Comment travaillez-vous avec les cabinets d’études et les architectes à l’amélioration thermique du logement résidentiel? Quelles sont les principales contraintes auxquelles il faut faire face ?

En ce qui concerne les professionnels type Bureau d’étude ou architecte, l’Agence Locale de l’Energie peut les aider à se former à la Qualité Environnementale des Bâtiments. Elle peut apporter des informations et conseils sur les divers champs de la Qualité Environnementale des bâtiments en s’appuyant sur la documentation dont elle dispose et sur les expériences déjà réalisées en la matière sur le territoire du Grand Lyon.
L’ALE peut aider à développer, au sein des structures, des outils et des méthodes permettant d’appliquer des démarches de Qualité Environnementale à l’ensemble des projets. Elle peut aussi  les accompagner dans l’application des référentiels (habitat et tertiaire durable) du territoire du Grand Lyon. 
Pour le domaine de la copropriété, L’Agence Locale de l’Energie peut renseigner toute personne du conseil syndical ou syndic de copropriété. L’ALE aide à la réalisation d’un cahier des charges, la diriger vers les bureaux d’études et autres professionnels du bâtiments compétents, la renseigner sur les diverses aides possibles et l’aider à monter les dossiers de demandes de subvention auprès de la Région Rhône-Alpes et de l’ADEME.

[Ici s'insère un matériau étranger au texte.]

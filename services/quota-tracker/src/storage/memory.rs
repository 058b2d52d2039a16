use async_trait::async_trait;
use dashmap::DashMap;

use super::error::StorageError;
use super::KeyValueStore;

/// Process-local backend, used for tests and for `QUOTA_STORAGE_BACKEND=memory`.
#[derive(Debug, Default)]
pub struct MemoryKeyValueStore {
    entries: DashMap<String, String>,
}

impl MemoryKeyValueStore {
    pub fn new() -> Self {
        Self::default()
    }

    pub fn len(&self) -> usize {
        self.entries.len()
    }

    pub fn is_empty(&self) -> bool {
        self.entries.is_empty()
    }
}

#[async_trait]
impl KeyValueStore for MemoryKeyValueStore {
    async fn get(&self, key: &str) -> Result<Option<String>, StorageError> {
        Ok(self.entries.get(key).map(|value| value.clone()))
    }

    async fn set(&self, key: &str, value: &str) -> Result<(), StorageError> {
        self.entries.insert(key.to_string(), value.to_string());
        Ok(())
    }
}
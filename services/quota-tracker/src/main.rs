use std::net::SocketAddr;
use std::sync::Arc;

use anyhow::{Context, Result};
use axum::serve;
use tokio::net::TcpListener;
use tracing::{info, warn};
use tracing_subscriber::{fmt, EnvFilter};

use chat_quota_tracker::{build_policy, create_router, ApiState, QuotaTrackerConfig, SystemClock};

#[tokio::main]
async fn main() -> Result<()> {
    let config = QuotaTrackerConfig::from_env().context("failed to load configuration")?;
    init_tracing(&config);

    let host = config.server_host.clone();
    let port = config.server_port;

    info!(
        host = %host,
        port,
        data_dir = %config.data_dir.display(),
        backend = ?config.storage_backend,
        monthly_message_limit = config.monthly_message_limit,
        "starting chat-quota-tracker service"
    );

    let policy = Arc::new(
        build_policy(&config, Arc::new(SystemClock)).context("failed to open usage storage")?,
    );

    match policy.status().await {
        Ok(usage) => info!(
            period = %usage.period,
            count = usage.count,
            remaining = usage.remaining,
            "restored chat usage"
        ),
        Err(err) => warn!(error = %err, "failed to read chat usage at startup"),
    }

    let state = Arc::new(ApiState::new(Arc::clone(&policy), config));
    let router = create_router(state);

    let addr: SocketAddr = format!("{}:{}", host, port)
        .parse()
        .context("invalid server bind address")?;
    let listener = TcpListener::bind(addr)
        .await
        .context("failed to bind TCP listener")?;
    info!(local_addr = %listener.local_addr()?, "chat-quota-tracker listening");

    serve(listener, router.into_make_service())
        .with_graceful_shutdown(shutdown_signal())
        .await
        .context("server encountered an unrecoverable error")?;

    info!("chat-quota-tracker service shutting down");
    Ok(())
}

fn init_tracing(config: &QuotaTrackerConfig) {
    let filter = EnvFilter::try_from_default_env()
        .unwrap_or_else(|_| EnvFilter::new(config.log_level.clone()));

    fmt()
        .with_env_filter(filter)
        .with_target(false)
        .compact()
        .init();
}

async fn shutdown_signal() {
    let ctrl_c = async {
        tokio::signal::ctrl_c()
            .await
            .expect("failed to install CTRL+C handler");
    };

    #[cfg(unix)]
    let terminate = async {
        use tokio::signal::unix::{signal, SignalKind};

        let mut sigterm =
            signal(SignalKind::terminate()).expect("failed to install SIGTERM handler");
        sigterm.recv().await;
    };

    #[cfg(not(unix))]
    let terminate = std::future::pending::<()>();

    tokio::select! {
        _ = ctrl_c => {},
        _ = terminate => {},
    }
}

Concrètement, quels sont les conseils que l’on peut donner aux copropriétaires désireux de disposer d’un confort thermique l’été qui soit respectueux de l’environnement ?

Empêcher la chaleur d’entrer est la façon la plus simple de se protéger des surchauffes estivales. Le problème actuel est que beaucoup de bâtiments récents n’ont pas de bonnes protections contre la chaleur, avec des surfaces vitrées surdimensionnées sans aucune  protection solaire comme des stores ou des volets.
Ajouté au fait que les murs n’amortissent pas les variations de température extérieure, tout cela concorde pour mener à un échauffement rapide et important.
Des techniques relevant du bon sens permettent de limiter les effets néfastes des températures estivales. Entre autres, fermer les volets en journée et fermer les fenêtres dès que la température extérieure est supérieure à la température intérieure et lors des fraîcheurs nocturnes, penser à les rouvrir pour évacuer la chaleur stockée par le bâtiment.Un travail d’amélioration des protections solaires et d’isolation du bâtiment doit donc être mené lorsque l’on souffre de surchauffe estivale.

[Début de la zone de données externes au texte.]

pub mod bench_support;
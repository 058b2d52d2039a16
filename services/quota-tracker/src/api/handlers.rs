use std::sync::Arc;

use axum::{
    extract::{Query, State},
    http::StatusCode,
    Json,
};
use tracing::{error, info};

use crate::tracker::{Entitlements, QuotaError, UsageSnapshot};

use super::types::{ErrorResponse, IncrementResponse, LimitReachedResponse, RemainingResponse};
use super::ApiState;

type ApiResult<T> = Result<Json<T>, (StatusCode, Json<ErrorResponse>)>;

pub async fn get_usage(State(state): State<Arc<ApiState>>) -> ApiResult<UsageSnapshot> {
    let snapshot = state.quota_policy.status().await.map_err(quota_error)?;
    Ok(Json(snapshot))
}

pub async fn get_remaining(
    State(state): State<Arc<ApiState>>,
    Query(entitlements): Query<Entitlements>,
) -> ApiResult<RemainingResponse> {
    let remaining = state
        .quota_policy
        .remaining(entitlements)
        .await
        .map_err(quota_error)?;
    Ok(Json(remaining.into()))
}

pub async fn get_limit_reached(
    State(state): State<Arc<ApiState>>,
    Query(entitlements): Query<Entitlements>,
) -> ApiResult<LimitReachedResponse> {
    let limit_reached = state
        .quota_policy
        .has_reached_limit(entitlements)
        .await
        .map_err(quota_error)?;
    Ok(Json(LimitReachedResponse { limit_reached }))
}

/// A missing or non-JSON body counts as the free tier.
pub async fn increment_usage(
    State(state): State<Arc<ApiState>>,
    body: Option<Json<Entitlements>>,
) -> ApiResult<IncrementResponse> {
    let entitlements = body.map(|Json(flags)| flags).unwrap_or_default();
    let saved = state
        .quota_policy
        .increment(entitlements)
        .await
        .map_err(quota_error)?;

    Ok(Json(IncrementResponse {
        counted: saved.is_some(),
        usage: saved.map(|record| state.quota_policy.snapshot(&record)),
    }))
}

pub async fn reset_usage(State(state): State<Arc<ApiState>>) -> ApiResult<UsageSnapshot> {
    let snapshot = state.quota_policy.reset().await.map_err(quota_error)?;

    info!(
        key = %state.config.storage_key,
        period = %snapshot.period,
        "chat usage reset via API"
    );

    Ok(Json(snapshot))
}

pub async fn health_check(State(state): State<Arc<ApiState>>) -> ApiResult<serde_json::Value> {
    Ok(Json(serde_json::json!({
        "status": "healthy",
        "service": "chat-quota-tracker",
        "monthly_message_limit": state.quota_policy.limit(),
    })))
}

fn quota_error(err: QuotaError) -> (StatusCode, Json<ErrorResponse>) {
    match err {
        QuotaError::StorageUnavailable(source) => {
            error!(error = %source, "chat usage storage unavailable");
            (
                StatusCode::SERVICE_UNAVAILABLE,
                Json(ErrorResponse {
                    error: "usage storage unavailable".to_string(),
                    code: "storage_unavailable".to_string(),
                    details: Some(serde_json::json!({ "message": source.to_string() })),
                }),
            )
        }
    }
}
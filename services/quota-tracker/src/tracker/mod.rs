pub mod error;
pub mod policy;
pub mod record;
pub mod store;

pub use error::QuotaError;
pub use policy::{Entitlements, QuotaPolicy, Remaining, UsageSnapshot};
pub use record::{RecordPayload, UsageRecord};
pub use store::QuotaStore;

pub const DEFAULT_STORAGE_KEY: &str = "chat_usage";
pub const DEFAULT_MONTHLY_MESSAGE_LIMIT: u64 = 5;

“Beaucoup de bâtiments récents n’ont pas de bonnes protections contre la chaleur, avec des surfaces vitrées surdimensionnées”

On parle beaucoup d’inertie thermique  comme solution à privilégier pour le confort d’été de jour. Pouvez-vous nous expliquer de quoi s’agit-il ?

L’inertie thermique d’un bâtiment est sa capacité à stocker de la chaleur dans ses murs, ses planchers, etc. Plus l’inertie d’un bâtiment est forte, plus il se réchauffe et se refroidit lentement. Plus les murs sont épais et les matériaux lourds (béton, pierre, brique pleine, terre crue, etc.), plus l’inertie est grande. Une forte inertie est un atout pour le confort d’été de jour, en l’absence de climatisation : elle amortit les pics de surchauffe. Une bonne ventilation la nuit devra permettre d’évacuer la chaleur accumulée pendant la journée.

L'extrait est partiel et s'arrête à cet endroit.